Cela est d’autant plus vrai qu’il est impossible de reporter la production de biens de consommation bon marché qui ont été l’incitation compensatrice à des décennies de stagnation des salaires réels et de distributions à la hausse de la richesse dans l’économie américaine.

Comme je l’ai déjà écrit, cette décision – et les longues négociations qui vont suivre – menace également d’injecter des frictions dans l’importante convergence stratégique de Washington avec Hanoi, qui a été principalement motivée par des préoccupations communes concernant la richesse et le comportement croissants de la Chine en Asie du Sud-Est. .

Dans une interview à l’agence de presse Reuters, John Goyer, directeur exécutif de la Chambre de commerce américaine pour l’Asie du Sud-Est, a laissé entendre qu’une action tarifaire punitive serait stratégiquement autodestructrice. « Cela enverrait un mauvais message au Vietnam et cela aurait un impact réel et conséquent sur les relations bilatérales », a déclaré Goyer. «Une action tarifaire irréfléchie nuira à la relation globale.» Cette semaine, la Chambre des États-Unis a également fait valoir, contrairement à ce que prétend le Trésor, que le Vietnam n’avait pas satisfait au test en trois parties du Ministère pour évaluer si un partenaire commercial se livrait à une manipulation de devises.
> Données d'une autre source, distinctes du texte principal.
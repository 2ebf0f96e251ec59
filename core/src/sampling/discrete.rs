//! Discrete Distribution.

use crate::pbrt::*;

/// A discrete distribution over a finite set of weighted items.
#[derive(Clone, Debug)]
pub struct DiscreteDistribution {
    /// Normalized CDF; `cdf[0] = 0` and `cdf[n] = 1`.
    cdf: Vec<Float>,
}

impl DiscreteDistribution {
    /// Returns a new `DiscreteDistribution` for the given non-negative
    /// weights. Weights summing to zero yield a uniform distribution.
    ///
    /// * `weights` - Item weights.
    pub fn new(weights: &[Float]) -> Self {
        let n = weights.len();
        let mut cdf = Vec::with_capacity(n + 1);
        cdf.push(0.0);
        for (i, w) in weights.iter().enumerate() {
            cdf.push(cdf[i] + max(0.0, *w));
        }

        let total = cdf[n];
        if total == 0.0 {
            for (i, v) in cdf.iter_mut().enumerate().skip(1) {
                *v = i as Float / n as Float;
            }
        } else {
            for v in cdf.iter_mut().skip(1) {
                *v /= total;
            }
        }

        Self { cdf }
    }

    /// Returns a uniform distribution over `n` items.
    ///
    /// * `n` - Number of items.
    pub fn uniform(n: usize) -> Self {
        Self::new(&vec![1.0; n])
    }

    /// Returns the number of items.
    pub fn count(&self) -> usize {
        self.cdf.len() - 1
    }

    /// Returns a sampled item index.
    ///
    /// * `u` - Uniform random sample in [0, 1).
    pub fn sample(&self, u: Float) -> usize {
        let n = self.count();
        let i = self.cdf.partition_point(|&c| c <= u);
        clamp(i.saturating_sub(1), 0, n.saturating_sub(1))
    }

    /// Returns a sampled item index and the sample value rescaled to [0, 1)
    /// within the item's interval, so it can drive a further choice.
    ///
    /// * `u` - Uniform random sample in [0, 1).
    pub fn sample_remapped(&self, u: Float) -> (usize, Float) {
        let i = self.sample(u);
        let p = self.pmf(i);
        let u_remapped = if p > 0.0 {
            clamp((u - self.cdf[i]) / p, 0.0, 1.0 - Float::EPSILON)
        } else {
            0.0
        };
        (i, u_remapped)
    }

    /// Returns the probability of sampling the given item.
    ///
    /// * `i` - Item index.
    pub fn pmf(&self, i: usize) -> Float {
        if i < self.count() {
            self.cdf[i + 1] - self.cdf[i]
        } else {
            0.0
        }
    }
}
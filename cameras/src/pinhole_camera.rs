//! Pinhole Camera

use core::camera::*;
use core::geometry::*;
use core::interaction::*;
use core::light::RaySample;
use core::pbrt::*;
use core::spectrum::*;

/// Pinhole camera. The camera is a single point, so it can be connected to
/// but never hit by a ray.
#[derive(Clone, Debug)]
pub struct PinholeCamera {
    /// Camera position.
    pub position: Point3f,

    /// Camera right direction.
    u: Vector3f,

    /// Camera up direction.
    v: Vector3f,

    /// Camera backward direction.
    w: Vector3f,

    /// Half of the image plane height at unit distance.
    tf: Float,

    /// Aspect ratio (width / height).
    aspect: Float,

    /// Area covered by the image plane at unit distance.
    a: Float,
}

impl PinholeCamera {
    /// Create a new pinhole camera.
    ///
    /// * `position` - Camera position.
    /// * `center`   - Look-at position.
    /// * `up`       - Up vector.
    /// * `vfov`     - Vertical field of view in degrees.
    /// * `aspect`   - Aspect ratio (width / height).
    pub fn new(position: Point3f, center: Point3f, up: Vector3f, vfov: Float, aspect: Float) -> Self {
        let tf = (vfov.to_radians() * 0.5).tan();
        let w = (position - center).normalize();
        let u = up.cross(&w).normalize();
        let v = w.cross(&u);
        let a = 4.0 * tf * tf * aspect;
        debug!("Pinhole camera at {:?} with image plane area {}", position, a);
        Self {
            position,
            u,
            v,
            w,
            tf,
            aspect,
            a,
        }
    }

    /// Returns cos θ between `wo` and the viewing direction.
    ///
    /// * `wo` - Direction leaving the camera.
    fn cos_theta(&self, wo: &Vector3f) -> Float {
        -wo.dot(&self.w)
    }
}

impl Camera for PinholeCamera {
    fn sample_ray(&self, u: &Point2f) -> Option<RaySample> {
        let x = 2.0 * u.x - 1.0;
        let y = 2.0 * u.y - 1.0;
        let d = (self.u * (x * self.tf * self.aspect) + self.v * (y * self.tf) - self.w).normalize();
        Some(RaySample::new(
            PointGeometry::degenerate(self.position),
            d,
            Spectrum::ONE,
        ))
    }

    fn pdf_position(&self, _geom: &PointGeometry) -> Float {
        1.0
    }

    fn pdf_direction(&self, _geom: &PointGeometry, wo: &Vector3f) -> Float {
        if self.raster_position(wo).is_none() {
            return 0.0;
        }
        let cos_theta = self.cos_theta(wo);
        1.0 / (self.a * cos_theta * cos_theta * cos_theta)
    }

    fn eval(&self, geom: &PointGeometry, wo: &Vector3f, _eval_delta: bool) -> Spectrum {
        Spectrum::new(self.pdf_direction(geom, wo))
    }

    fn raster_position(&self, wo: &Vector3f) -> Option<Point2f> {
        let z = self.cos_theta(wo);
        if z <= 0.0 {
            return None;
        }
        let x = wo.dot(&self.u) / z;
        let y = wo.dot(&self.v) / z;
        let rp = Point2f::new(
            (x / (self.tf * self.aspect) + 1.0) * 0.5,
            (y / self.tf + 1.0) * 0.5,
        );
        rp.in_unit_square().then_some(rp)
    }

    fn aspect(&self) -> Float {
        self.aspect
    }
}

#[cfg(test)]
mod tests {
    use super::*;
    use float_cmp::approx_eq;
    use core::rng::RNG;

    fn camera() -> PinholeCamera {
        PinholeCamera::new(
            Point3f::new(0.0, 1.0, 5.0),
            Point3f::new(0.0, 1.0, 0.0),
            Vector3f::new(0.0, 1.0, 0.0),
            30.0,
            1.5,
        )
    }

    #[test]
    fn center_ray_looks_at_center() {
        let s = camera().sample_ray(&Point2f::new(0.5, 0.5)).unwrap();
        assert!(s.geom.is_degenerate());
        assert!(approx_eq!(Float, s.wo.z, -1.0, epsilon = 1e-6));
        assert!(approx_eq!(Float, s.weight[0], 1.0, epsilon = 1e-6));
    }

    #[test]
    fn directions_outside_the_frustum() {
        let c = camera();
        assert!(c.raster_position(&Vector3f::new(0.0, 0.0, 1.0)).is_none());
        assert!(c.raster_position(&Vector3f::new(1.0, 0.0, -0.1).normalize()).is_none());
        let geom = PointGeometry::degenerate(c.position);
        assert_eq!(c.pdf_direction(&geom, &Vector3f::new(0.0, 0.0, 1.0)), 0.0);
    }

    #[test]
    fn center_importance_is_inverse_area() {
        let c = camera();
        let geom = PointGeometry::degenerate(c.position);
        let tf = (15.0 as Float).to_radians().tan();
        let we = c.eval(&geom, &Vector3f::new(0.0, 0.0, -1.0), false);
        assert!(approx_eq!(Float, we[0], 1.0 / (4.0 * tf * tf * 1.5), epsilon = 1e-4));
        assert!(c.is_connectable(&geom));
        assert!(!c.is_specular());
    }

    #[test]
    fn raster_position_inverts_sample_ray() {
        let c = camera();
        let mut rng = RNG::new(3);
        for _ in 0..256 {
            let u = rng.uniform_point2();
            let (x, y) = (0.001 + 0.998 * u.x, 0.001 + 0.998 * u.y);
            let s = c.sample_ray(&Point2f::new(x, y)).unwrap();
            let rp = c.raster_position(&s.wo).unwrap();
            assert!(approx_eq!(Float, rp.x, x, epsilon = 1e-4));
            assert!(approx_eq!(Float, rp.y, y, epsilon = 1e-4));
        }
    }
}
//! Spectrum

mod rgb_spectrum;

// Re-export
pub use rgb_spectrum::*;

/// Radiance, importance and throughput values are carried as RGB triples.
pub type Spectrum = RGBSpectrum;
//! Point Light Source

use core::geometry::*;
use core::interaction::*;
use core::light::*;
use core::pbrt::*;
use core::sampling::*;
use core::spectrum::*;

/// Implements an isotropic point light source that emits the same amount of
/// light in all directions.
#[derive(Clone)]
pub struct PointLight {
    /// Light source type.
    pub light_type: LightType,

    /// Position.
    pub p_light: Point3f,

    /// Intensity.
    pub intensity: Spectrum,
}

impl PointLight {
    /// Returns a new `PointLight`.
    ///
    /// * `p_light`   - Position.
    /// * `intensity` - Intensity.
    pub fn new(p_light: Point3f, intensity: Spectrum) -> Self {
        Self {
            light_type: LightType::DELTA_POSITION_LIGHT,
            p_light,
            intensity,
        }
    }
}

impl Light for PointLight {
    /// Returns the type of light.
    fn get_type(&self) -> LightType {
        self.light_type
    }

    fn sample_ray(&self, _u_pos: &Point2f, u_dir: &Point2f) -> Option<RaySample> {
        let wo = uniform_sample_sphere(u_dir);
        Some(RaySample::new(
            PointGeometry::degenerate(self.p_light),
            wo,
            self.intensity / uniform_sphere_pdf(),
        ))
    }

    fn pdf_ray(&self, geom: &PointGeometry, wo: &Vector3f, _eval_delta: bool) -> Float {
        self.pdf_position(geom) * self.pdf_direction(geom, wo)
    }

    fn pdf_position(&self, _geom: &PointGeometry) -> Float {
        1.0
    }

    fn pdf_direction(&self, _geom: &PointGeometry, _wo: &Vector3f) -> Float {
        uniform_sphere_pdf()
    }

    fn eval(&self, _geom: &PointGeometry, _wo: &Vector3f, _eval_delta: bool) -> Spectrum {
        self.intensity
    }
}

#[cfg(test)]
mod tests {
    use super::*;
    use float_cmp::approx_eq;

    #[test]
    fn degenerate_and_connectable() {
        let light = PointLight::new(Point3f::new(0.0, 1.0, 0.0), Spectrum::ONE);
        let s = light
            .sample_ray(&Point2f::new(0.1, 0.2), &Point2f::new(0.7, 0.3))
            .unwrap();
        assert!(s.geom.is_degenerate());
        assert!(light.is_connectable(&s.geom));
        assert!(!light.is_specular());
        assert!(approx_eq!(Float, s.weight[0], FOUR_PI, epsilon = 1e-4));
        assert!(approx_eq!(Float, light.pdf_ray(&s.geom, &s.wo, false), INV_FOUR_PI, epsilon = 1e-6));
    }
}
Alors que l’administration Trump se dirige maintenant vers les sorties, une grande partie de cela pourrait devenir sans objet. Mais pour l’instant, cela apparaît comme un autre exemple classique de la façon dont l’administration a entrepris de s’aliéner les alliés et les partenaires mêmes dont elle prétend avoir besoin pour affronter et contenir les ambitions chinoises. Compte tenu de l’importance de la relation naissante des États-Unis avec le Vietnam, il ne serait pas surprenant de voir les accusations de manipulation de la monnaie discrètement mises de côté par la nouvelle administration Biden.